Per quanto riguarda la seconda preoccupazione – la distribuzione dei proventi derivanti dalla speculazione finanziaria e versati alla Confederazione e ai Cantoni – bisognerebbe innanzitutto chiedersi se è appropriato o meno per la BNS ri-definirsi come un hedge fund invece di rimanere concentrata sulla sua responsabilità fondamentale di banca centrale.

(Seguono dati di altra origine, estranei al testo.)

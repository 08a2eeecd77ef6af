// SPDX-License-Identifier: Apache-2.0 OR MIT
// Copyright (c) 2025-2026 naskel.com

//! Typed accessors, one set per primitive kind.

use super::{convert, DynamicData};
use crate::error::{DynamicDataError, Result};
use crate::member::MemberKey;
use crate::native::{PrimitiveVec, Storage};
use crate::value::{FromValue, LongDouble, Value};

impl DynamicData {
    /// Read every element of a primitive collection as `T`.
    ///
    /// `pick` returns the backing vector when its content kind is already
    /// `T`, which turns the read into a single slice copy.
    fn primitive_values<T: FromValue + Clone>(
        &self,
        key: &MemberKey<'_>,
        pick: impl FnOnce(&PrimitiveVec) -> Option<&[T]>,
    ) -> Result<Vec<T>> {
        let (desc, node) = self.collection_at(key)?;
        match node {
            Storage::Primitives(values) => match pick(values) {
                Some(same) => Ok(same.to_vec()),
                None => values
                    .iter()
                    .map(|s| T::from_value(convert::raw_value(s)))
                    .collect(),
            },
            _ => Err(DynamicDataError::type_mismatch(
                "collection of primitives",
                desc.element_type()
                    .map_or("collection", |e| e.member_kind().name()),
            )),
        }
    }
}

/// Accessors whose element kind carries no per-value constraint, so bulk
/// writes can copy straight into a matching vector.
macro_rules! numeric_accessors {
    ($($ty:ty, $variant:ident, $get:ident, $set:ident, $get_values:ident, $set_values:ident;)*) => {
        impl DynamicData {
            $(
                #[doc = concat!("Read a `", stringify!($ty), "` member.")]
                pub fn $get<'k>(&self, key: impl Into<MemberKey<'k>>) -> Result<$ty> {
                    <$ty>::from_value(self.get_raw(&key.into())?)
                }

                #[doc = concat!("Write a `", stringify!($ty), "` member.")]
                pub fn $set<'k>(&mut self, key: impl Into<MemberKey<'k>>, value: $ty) -> Result<()> {
                    self.set(key, Value::$variant(value))
                }

                #[doc = concat!("Read a collection member as `Vec<", stringify!($ty), ">`.")]
                pub fn $get_values<'k>(&self, key: impl Into<MemberKey<'k>>) -> Result<Vec<$ty>> {
                    self.primitive_values(&key.into(), |values| match values {
                        PrimitiveVec::$variant(v) => Some(v.as_slice()),
                        _ => None,
                    })
                }

                #[doc = concat!("Replace a collection member with `", stringify!($ty), "` values.")]
                pub fn $set_values<'k>(
                    &mut self,
                    key: impl Into<MemberKey<'k>>,
                    values: &[$ty],
                ) -> Result<()> {
                    let key = key.into();
                    let copied = self.with_primitive_values(&key, |desc, target| match target {
                        PrimitiveVec::$variant(v) => {
                            convert::check_collection_len(desc, values.len())?;
                            v.clear();
                            v.extend_from_slice(values);
                            Ok(Some(()))
                        }
                        _ => Ok(None),
                    })?;
                    match copied {
                        Some(()) => Ok(()),
                        None => self.set(
                            key,
                            Value::List(values.iter().cloned().map(Value::$variant).collect()),
                        ),
                    }
                }
            )*
        }
    };
}

/// Accessors for characters and strings. Bulk writes go through the
/// checked path so range and bound limits apply to every element.
macro_rules! text_accessors {
    ($($ty:ty, $arg:ty, $variant:ident, $get:ident, $set:ident, $get_values:ident, $set_values:ident;)*) => {
        impl DynamicData {
            $(
                #[doc = concat!("Read a `", stringify!($variant), "` member.")]
                pub fn $get<'k>(&self, key: impl Into<MemberKey<'k>>) -> Result<$ty> {
                    <$ty>::from_value(self.get_raw(&key.into())?)
                }

                #[doc = concat!("Write a `", stringify!($variant), "` member.")]
                pub fn $set<'k>(&mut self, key: impl Into<MemberKey<'k>>, value: $arg) -> Result<()> {
                    self.set(key, Value::$variant(value.into()))
                }

                #[doc = concat!("Read a `", stringify!($variant), "` collection member.")]
                pub fn $get_values<'k>(&self, key: impl Into<MemberKey<'k>>) -> Result<Vec<$ty>> {
                    self.primitive_values(&key.into(), |values| match values {
                        PrimitiveVec::$variant(v) => Some(v.as_slice()),
                        _ => None,
                    })
                }

                #[doc = concat!("Replace a `", stringify!($variant), "` collection member.")]
                pub fn $set_values<'k>(
                    &mut self,
                    key: impl Into<MemberKey<'k>>,
                    values: &[$ty],
                ) -> Result<()> {
                    self.set(
                        key,
                        Value::List(values.iter().cloned().map(Value::$variant).collect()),
                    )
                }
            )*
        }
    };
}

numeric_accessors! {
    bool, Bool, get_bool, set_bool, get_bool_values, set_bool_values;
    i8, I8, get_i8, set_i8, get_i8_values, set_i8_values;
    i16, I16, get_i16, set_i16, get_i16_values, set_i16_values;
    i32, I32, get_i32, set_i32, get_i32_values, set_i32_values;
    i64, I64, get_i64, set_i64, get_i64_values, set_i64_values;
    u8, U8, get_u8, set_u8, get_u8_values, set_u8_values;
    u16, U16, get_u16, set_u16, get_u16_values, set_u16_values;
    u32, U32, get_u32, set_u32, get_u32_values, set_u32_values;
    u64, U64, get_u64, set_u64, get_u64_values, set_u64_values;
    f32, F32, get_f32, set_f32, get_f32_values, set_f32_values;
    f64, F64, get_f64, set_f64, get_f64_values, set_f64_values;
    LongDouble, LongDouble, get_long_double, set_long_double, get_long_double_values, set_long_double_values;
}

text_accessors! {
    char, char, Char, get_char, set_char, get_char_values, set_char_values;
    char, char, WChar, get_wchar, set_wchar, get_wchar_values, set_wchar_values;
    String, &str, String, get_string, set_string, get_string_values, set_string_values;
    String, &str, WString, get_wstring, set_wstring, get_wstring_values, set_wstring_values;
}

#[cfg(test)]
mod tests {
    use crate::types::{EnumBuilder, PrimitiveKind, TypeDescriptor, TypeDescriptorBuilder};
    use crate::{DynamicData, DynamicDataError};
    use std::sync::Arc;

    fn sample() -> DynamicData {
        let color = Arc::new(EnumBuilder::new("Color").variant("RED").variant("GREEN").build());
        let desc = Arc::new(
            TypeDescriptorBuilder::new("Frame")
                .field("id", PrimitiveKind::U16)
                .field("tag", PrimitiveKind::Char)
                .string_field("label")
                .bounded_sequence_field("payload", PrimitiveKind::I32, 4)
                .array_field("rgb", PrimitiveKind::U8, 3)
                .sequence_field_of("colors", color)
                .bounded_sequence_field(
                    "names",
                    PrimitiveKind::String {
                        max_length: Some(3),
                    },
                    2,
                )
                .field_with_type(
                    "alias",
                    Arc::new(TypeDescriptor::alias(
                        "Count",
                        Arc::new(TypeDescriptor::primitive("int64", PrimitiveKind::I64)),
                    )),
                )
                .build(),
        );
        DynamicData::new(&desc)
    }

    #[test]
    fn test_scalar_accessors() {
        let mut data = sample();
        data.set_u16("id", 512).expect("id");
        data.set_char("tag", 'z').expect("tag");
        data.set_string("label", "cam").expect("label");
        data.set_i64("alias", -3).expect("alias");

        assert_eq!(data.get_u16("id"), Ok(512));
        assert_eq!(data.get_u32("id"), Ok(512));
        assert_eq!(data.get_char("tag"), Ok('z'));
        assert_eq!(data.get_string("label"), Ok("cam".to_string()));
        assert_eq!(data.get_i64("alias"), Ok(-3));
        assert!(data.get_u8("id").is_err());
        assert!(data.get_string("id").is_err());
    }

    #[test]
    fn test_bulk_fast_path() {
        let mut data = sample();
        data.set_i32_values("payload", &[1, 2, 3]).expect("payload");
        assert_eq!(data.get_i32_values("payload"), Ok(vec![1, 2, 3]));
        assert_eq!(data.get_i64_values("payload"), Ok(vec![1, 2, 3]));

        data.set_i32_values("payload", &[9]).expect("shrink");
        assert_eq!(data.get_i32_values("payload"), Ok(vec![9]));

        assert_eq!(
            data.set_i32_values("payload", &[0; 5]),
            Err(DynamicDataError::SequenceTooLong { length: 5, max: 4 })
        );
        assert_eq!(data.get_i32_values("payload"), Ok(vec![9]));
    }

    #[test]
    fn test_bulk_array_length_and_conversion() {
        let mut data = sample();
        data.set_u8_values("rgb", &[1, 2, 3]).expect("rgb");
        assert!(matches!(
            data.set_u8_values("rgb", &[1, 2]),
            Err(DynamicDataError::TypeMismatch { .. })
        ));
        // Kind differs from the stored vector: per-element conversion.
        data.set_i64_values("rgb", &[4, 5, 6]).expect("converted");
        assert_eq!(data.get_u8_values("rgb"), Ok(vec![4, 5, 6]));
        assert!(data.set_i64_values("rgb", &[256, 0, 0]).is_err());
        assert_eq!(data.get_u8_values("rgb"), Ok(vec![4, 5, 6]));
    }

    #[test]
    fn test_enum_collection_reads_ordinals() {
        let mut data = sample();
        data.set_i32_values("colors", &[1, 0]).expect("ordinals");
        assert_eq!(data.get_i32_values("colors"), Ok(vec![1, 0]));
    }

    #[test]
    fn test_text_bulk_checks_every_element() {
        let mut data = sample();
        data.set_string_values("names", &["ab".into(), "c".into()])
            .expect("names");
        assert_eq!(
            data.set_string_values("names", &["abcd".into()]),
            Err(DynamicDataError::StringTooLong { length: 4, max: 3 })
        );
        assert_eq!(
            data.get_string_values("names"),
            Ok(vec!["ab".to_string(), "c".to_string()])
        );
    }
}
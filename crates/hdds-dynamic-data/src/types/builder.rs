// SPDX-License-Identifier: Apache-2.0 OR MIT
// Copyright (c) 2025-2026 naskel.com

//! Fluent builder API for TypeDescriptor.

use crate::types::{
    EnumDescriptor, EnumVariant, FieldDescriptor, PrimitiveKind, TypeDescriptor, TypeKind,
    UnionCase, UnionDescriptor,
};
use std::sync::Arc;

fn primitive(kind: PrimitiveKind) -> Arc<TypeDescriptor> {
    Arc::new(TypeDescriptor::primitive("", kind))
}

/// Builder for struct TypeDescriptor instances.
#[derive(Debug)]
pub struct TypeDescriptorBuilder {
    name: String,
    fields: Vec<FieldDescriptor>,
}

impl TypeDescriptorBuilder {
    /// Create a new builder for a struct type.
    pub fn new(name: impl Into<String>) -> Self {
        Self {
            name: name.into(),
            fields: Vec::new(),
        }
    }

    /// Add a primitive field.
    pub fn field(mut self, name: impl Into<String>, kind: PrimitiveKind) -> Self {
        self.fields.push(FieldDescriptor::new(name, primitive(kind)));
        self
    }

    /// Add a field with a type descriptor.
    pub fn field_with_type(
        mut self,
        name: impl Into<String>,
        type_desc: Arc<TypeDescriptor>,
    ) -> Self {
        self.fields.push(FieldDescriptor::new(name, type_desc));
        self
    }

    /// Add a fully specified field.
    pub fn member(mut self, field: FieldDescriptor) -> Self {
        self.fields.push(field);
        self
    }

    /// Add a key field.
    pub fn key_field(mut self, name: impl Into<String>, kind: PrimitiveKind) -> Self {
        self.fields
            .push(FieldDescriptor::new(name, primitive(kind)).key());
        self
    }

    /// Add an optional field.
    pub fn optional_field(mut self, name: impl Into<String>, kind: PrimitiveKind) -> Self {
        self.fields
            .push(FieldDescriptor::new(name, primitive(kind)).optional());
        self
    }

    /// Add an optional field of any type.
    pub fn optional_field_with_type(
        mut self,
        name: impl Into<String>,
        type_desc: Arc<TypeDescriptor>,
    ) -> Self {
        self.fields
            .push(FieldDescriptor::new(name, type_desc).optional());
        self
    }

    /// Add a string field.
    pub fn string_field(self, name: impl Into<String>) -> Self {
        self.field(name, PrimitiveKind::String { max_length: None })
    }

    pub fn bounded_string_field(self, name: impl Into<String>, max_length: usize) -> Self {
        self.field(
            name,
            PrimitiveKind::String {
                max_length: Some(max_length),
            },
        )
    }

    /// Add a sequence field.
    pub fn sequence_field(self, name: impl Into<String>, element_kind: PrimitiveKind) -> Self {
        let seq = Arc::new(TypeDescriptor::sequence(primitive(element_kind)));
        self.field_with_type(name, seq)
    }

    /// Add a bounded sequence field.
    pub fn bounded_sequence_field(
        self,
        name: impl Into<String>,
        element_kind: PrimitiveKind,
        max_length: usize,
    ) -> Self {
        let seq = Arc::new(TypeDescriptor::bounded_sequence(
            primitive(element_kind),
            max_length,
        ));
        self.field_with_type(name, seq)
    }

    /// Add a sequence field of any element type.
    pub fn sequence_field_of(
        self,
        name: impl Into<String>,
        element_type: Arc<TypeDescriptor>,
    ) -> Self {
        let seq = Arc::new(TypeDescriptor::sequence(element_type));
        self.field_with_type(name, seq)
    }

    /// Add a one-dimensional array field.
    pub fn array_field(
        self,
        name: impl Into<String>,
        element_kind: PrimitiveKind,
        length: usize,
    ) -> Self {
        self.multi_array_field(name, primitive(element_kind), vec![length])
    }

    /// Add an array field of any element type and dimensions.
    pub fn multi_array_field(
        self,
        name: impl Into<String>,
        element_type: Arc<TypeDescriptor>,
        dimensions: Vec<usize>,
    ) -> Self {
        let arr = Arc::new(TypeDescriptor::array(element_type, dimensions));
        self.field_with_type(name, arr)
    }

    /// Build the TypeDescriptor.
    pub fn build(self) -> TypeDescriptor {
        TypeDescriptor::struct_type(self.name, self.fields)
    }
}

/// Builder for enum types.
#[derive(Debug)]
pub struct EnumBuilder {
    name: String,
    variants: Vec<EnumVariant>,
    next_value: i32,
}

impl EnumBuilder {
    /// Create a new enum builder.
    pub fn new(name: impl Into<String>) -> Self {
        Self {
            name: name.into(),
            variants: Vec::new(),
            next_value: 0,
        }
    }

    /// Add a variant with auto-incrementing value.
    pub fn variant(mut self, name: impl Into<String>) -> Self {
        self.variants.push(EnumVariant::new(name, self.next_value));
        self.next_value = self.next_value.wrapping_add(1);
        self
    }

    /// Add a variant with explicit value.
    pub fn variant_value(mut self, name: impl Into<String>, value: i32) -> Self {
        self.variants.push(EnumVariant::new(name, value));
        self.next_value = value.wrapping_add(1);
        self
    }

    /// Build the TypeDescriptor.
    pub fn build(self) -> TypeDescriptor {
        TypeDescriptor::new(
            self.name,
            TypeKind::Enum(EnumDescriptor::new(self.variants)),
        )
    }
}

/// Builder for union types.
#[derive(Debug)]
pub struct UnionBuilder {
    name: String,
    discriminator: Arc<TypeDescriptor>,
    cases: Vec<UnionCase>,
    default_case: Option<UnionCase>,
}

impl UnionBuilder {
    /// Create a new union builder with discriminator type.
    pub fn new(name: impl Into<String>, discriminator: Arc<TypeDescriptor>) -> Self {
        Self {
            name: name.into(),
            discriminator,
            cases: Vec::new(),
            default_case: None,
        }
    }

    /// Create with i32 discriminator.
    pub fn with_i32_discriminator(name: impl Into<String>) -> Self {
        Self::new(name, primitive(PrimitiveKind::I32))
    }

    /// Add a case with single label.
    pub fn case(
        mut self,
        name: impl Into<String>,
        label: i64,
        type_desc: Arc<TypeDescriptor>,
    ) -> Self {
        self.cases.push(UnionCase::single(name, label, type_desc));
        self
    }

    /// Add a case with multiple labels.
    pub fn case_labels(
        mut self,
        name: impl Into<String>,
        labels: Vec<i64>,
        type_desc: Arc<TypeDescriptor>,
    ) -> Self {
        self.cases.push(UnionCase::new(name, labels, type_desc));
        self
    }

    /// Add a primitive case.
    pub fn primitive_case(self, name: impl Into<String>, label: i64, kind: PrimitiveKind) -> Self {
        self.case(name, label, primitive(kind))
    }

    /// Set default case.
    pub fn default_case(mut self, name: impl Into<String>, type_desc: Arc<TypeDescriptor>) -> Self {
        self.default_case = Some(UnionCase::new(name, vec![], type_desc));
        self
    }

    /// Build the TypeDescriptor.
    pub fn build(self) -> TypeDescriptor {
        let mut union_desc = UnionDescriptor::new(self.discriminator, self.cases);
        if let Some(default) = self.default_case {
            union_desc = union_desc.with_default(default);
        }
        TypeDescriptor::new(self.name, TypeKind::Union(union_desc))
    }
}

Affrontare adeguatamente la terza preoccupazione della BNS richiede invece un’analisi più dettagliata e uno sguardo indietro alla storia regionale di due decenni fa. La popolazione svizzera ha bocciato due iniziative distinte, una nel 1992 e l’altra nel 2001 per far parte dell’Unione Europea. Nonostante il voto popolari, la Svizzera è stata integrata nell’Unione europea a tutti gli effetti anche se ufficialmente rimane ancora al di fuori del gruppo dei paesi membri. L’entrata nell’UE è stata inizialmente realizzata mediante politiche, attraverso una serie di trattati bilaterali, 10 in totale, e poi nel 2005 con il voto popolare a favore dell’accordo di Schengen. Le leggi tra l’UE e la Svizzera sono state armonizzate e i controlli di confine con i paesi membri dell’Unione europea sono stati aboliti per consentire la libera circolazione di persone, beni e servizi. Purtroppo, l’adesione furtiva della Svizzera all’Unione europea ha reso politicamente impossibile una votazione pubblica sull’opportunità o meno di sostituire la valuta sovrana della nazione con l’euro. Per aggirare il problema, il 6 settembre 2011 la BNS ha decretato che sarebbe stato imposto un tasso di cambio minimo “temporaneo” di 1,20 tra la moneta unica e il franco svizzero per respingere il flusso di euro in entrata nel paese a causa della crisi finanziaria che stava inghiottendo Spagna e Grecia. Da quel momento al CHF sarebbe stato consentito solo di perdere il suo valore contro l’euro, ma non di rafforzarsi oltre 1,20. In questo modo, la politica monetaria svizzera è stata tranquillamente consegnata alla Banca centrale europea (BCE), pur mantenendo il miraggio di una moneta sovrana svizzera davanti al pubblico. Il CHF è stato trasformato in uno strumento derivato dell’euro, senza la ratifica o la conoscenza della popolazione. Il grafico qui sotto mostra il legame tra l’euro e il CHF in quanto dall’avvio della misura “temporanea” del “tasso di cambio minimo” oltre 3 anni fa. Si noti come la linea rossa, il CHF, segue da vicino la linea verde dell’euro ma rimane sempre un po’ al di sotto di esso (più debole) e mai sopra di esso (più forte). Perché questa politica è ancora in vigore dal momento che per l’Ue la crisi in Spagna e Grecia è finita?
La politica del “tasso minimo di cambio” della BNS impoverisce la popolazione svizzera aumentando il prezzo di tutte le importazioni dell’UE acquistate in Svizzera. Questo è forse il più eclatante e certamente meno pubblicizzato effetto dell’azione della BNS. Ogni volta che un residente in Svizzera acquista un bene o un servizio in Svizzera realizzato nella Ue è reso più povero dalle azioni della propria banca nazionale.
Votare “SI” al referendum sarebbe un primo passo verso la risoluzione dello squilibrio che esiste tra la BNS e la popolazione svizzera. Un “sì” darebbe il via ad un processo di ripristino della responsabilità e della trasparenza su un’istituzione che con la sospensione del vincolo del franco all’oro ha incrementato il suo bilancio, si è reinventata come un hedge fund e ha ecceduto i limiti del suo mandato originale. Le banche centrali dovrebbero essere prestatori di ultima istanza e regolatori sistemici. In una democrazia diretta, le decisioni in materia di imposizione fiscale, adesione ad unioni politiche e commerciali e autonomia della moneta nazionale dovrebbero essere determinate dal voto popolare e non decretate o aggirate da un editto della Banca centrale.